The purpose of this paper is to explore the tensions between external accountability obligations, educator's professional values, and student needs. Strategic, cognitive, and moral dimensions of this tension are captured with the central category of integrity.
This is a mixed methods study that compares five exceptionally high performing middle schools with four exceptionally low performing middle schools in the state of California (USA), controlling for demographics, school context factors, and below average performance range.
It is found that schools under similar circumstances differ on the degree of integrity. Schools with high integrity have a good balance between values and reality, are more cohesive and more open to dissent. In each case, integrity was associated with an expansion of agency that combined moral earnestness with prudent strategizing and actively constructing interpretive frames that maintained a school's sense of self‐worth. Integrity develops or survives with a good dose of educational leaders’ personal strength, but also depends on leaders’ insistence to fully exhaust the moral horizon of an institution which obligates educators to balance equity, system efficiency, child‐centeredness and professionalism with prudence.
This is a case study of nine schools in one state. Explanatory relationships can be explored, but not generalized.

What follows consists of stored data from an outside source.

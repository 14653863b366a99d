//! `wlblurd`: compositor-agnostic background-blur daemon.
//!
//! Mirrors `main()` in the reference `wlblurd/src/main.c`: installs
//! `SIGTERM`/`SIGINT` handlers for graceful shutdown, ignores `SIGPIPE`,
//! binds the control socket, creates the GPU context, and hands off to the
//! event loop until a termination signal is observed. Initialization
//! failures (config, socket bind, GPU context/shader compile) are fatal —
//! the process exits non-zero; per-request failures never reach this file.

mod client;
mod config;
mod dispatch;
mod node;
mod reload;
mod server;

use std::os::unix::fs::PermissionsExt;
use std::os::unix::net::UnixListener;
use std::path::{Path, PathBuf};
use std::sync::atomic::{AtomicBool, Ordering};

use clap::Parser;
use nix::sys::signal::{self, SaFlags, SigAction, SigHandler, SigSet, Signal};

use server::Server;

/// Compositor-agnostic background-blur daemon for Wayland.
#[derive(Parser, Debug)]
#[command(name = "wlblurd", version, about)]
struct Args {
    /// Path to a TOML configuration file. Defaults to the first of
    /// `$XDG_CONFIG_HOME/wlblur/config.toml`, `~/.config/wlblur/config.toml`,
    /// `/etc/wlblur/config.toml` that exists, then hardcoded defaults.
    #[arg(long, value_name = "PATH")]
    config: Option<PathBuf>,

    /// Overrides the configuration file's `log_level` (`error`, `warn`,
    /// `info`, or `debug`).
    #[arg(long, value_name = "LEVEL")]
    log_level: Option<String>,
}

static RUNNING: AtomicBool = AtomicBool::new(true);

extern "C" fn terminate_handler(_: i32) {
    RUNNING.store(false, Ordering::SeqCst);
}

/// Installs `SIGTERM`/`SIGINT` handlers that clear [`RUNNING`] and ignores
/// `SIGPIPE` (a broken client pipe must tear down only that client, handled
/// at the write call site, not kill the daemon).
///
/// # Safety
/// Registers process-wide signal dispositions; must run once at startup
/// before any other thread or signal handler touches them.
unsafe fn install_signal_handlers() -> nix::Result<()> {
    let terminate = SigAction::new(
        SigHandler::Handler(terminate_handler),
        SaFlags::SA_RESTART,
        SigSet::empty(),
    );
    signal::sigaction(Signal::SIGTERM, &terminate)?;
    signal::sigaction(Signal::SIGINT, &terminate)?;

    let ignore_pipe = SigAction::new(SigHandler::SigIgn, SaFlags::empty(), SigSet::empty());
    signal::sigaction(Signal::SIGPIPE, &ignore_pipe)?;

    Ok(())
}

/// Binds a Unix stream socket at `path`, mode 0700, backlog 8, removing any
/// stale file left over from a previous run first.
fn bind_socket(path: &Path) -> std::io::Result<UnixListener> {
    if let Some(parent) = path.parent() {
        std::fs::create_dir_all(parent)?;
    }
    if path.exists() {
        std::fs::remove_file(path)?;
    }
    let listener = UnixListener::bind(path)?;
    std::fs::set_permissions(path, std::fs::Permissions::from_mode(0o700))?;
    Ok(listener)
}

fn init_logging(log_level: &str) {
    env_logger::Builder::from_env(env_logger::Env::default().default_filter_or(log_level)).init();
}

fn main() {
    let args = Args::parse();

    let mut cfg = match config::load(args.config.as_deref()) {
        Ok(c) => c,
        Err(e) => {
            eprintln!("wlblurd: failed to load configuration: {e}");
            std::process::exit(1);
        }
    };
    if let Some(level) = &args.log_level {
        cfg.log_level = level.clone();
    }

    init_logging(&cfg.log_level);
    log::info!("wlblur daemon starting...");

    if let Err(e) = unsafe { install_signal_handlers() } {
        log::error!("failed to install signal handlers: {e}");
        std::process::exit(1);
    }
    if let Err(e) = unsafe { reload::init() } {
        log::error!("failed to install SIGUSR1 reload handler: {e}");
        std::process::exit(1);
    }

    let listener = match bind_socket(&cfg.socket_path) {
        Ok(l) => l,
        Err(e) => {
            log::error!("failed to bind socket at {}: {e}", cfg.socket_path.display());
            std::process::exit(1);
        }
    };
    log::info!("listening on {}", cfg.socket_path.display());

    let mut engine = match wlblur_gpu::BlurEngine::create() {
        Ok(engine) => engine,
        Err(e) => {
            log::error!("GPU engine initialization failed: {e}");
            let _ = std::fs::remove_file(&cfg.socket_path);
            std::process::exit(1);
        }
    };

    let mut server = match Server::bind(listener, cfg.max_nodes_per_client, args.config.clone()) {
        Ok(s) => s,
        Err(e) => {
            log::error!("failed to initialize event loop: {e}");
            let _ = std::fs::remove_file(&cfg.socket_path);
            std::process::exit(1);
        }
    };

    if let Err(e) = server.run(&mut engine, &RUNNING) {
        log::error!("event loop terminated abnormally: {e}");
    }

    let _ = std::fs::remove_file(&cfg.socket_path);
    log::info!("shutdown complete");
}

The research has implications for leadership. It demonstrates the power of integrity as a key virtue of leadership under accountability pressures. It shows the different ways integrity can be forged in schools and the different ways it can be missed with consequences for school life.
The paper stresses the point that it is quite conceivable that ideological zeal, Machiavellian strategizing, or eager system conformism may produce more forceful agency than integrity. But as everyday responses they are not as realistic, ethical or productive as the striving for integrity.
The practitioner literature often points to integrity as a desirable quality when dealing with tensions of the sort addressed in this paper, but little systematic theoretical thinking and empirical exploration of this concept exists. The paper makes an advance in both areas.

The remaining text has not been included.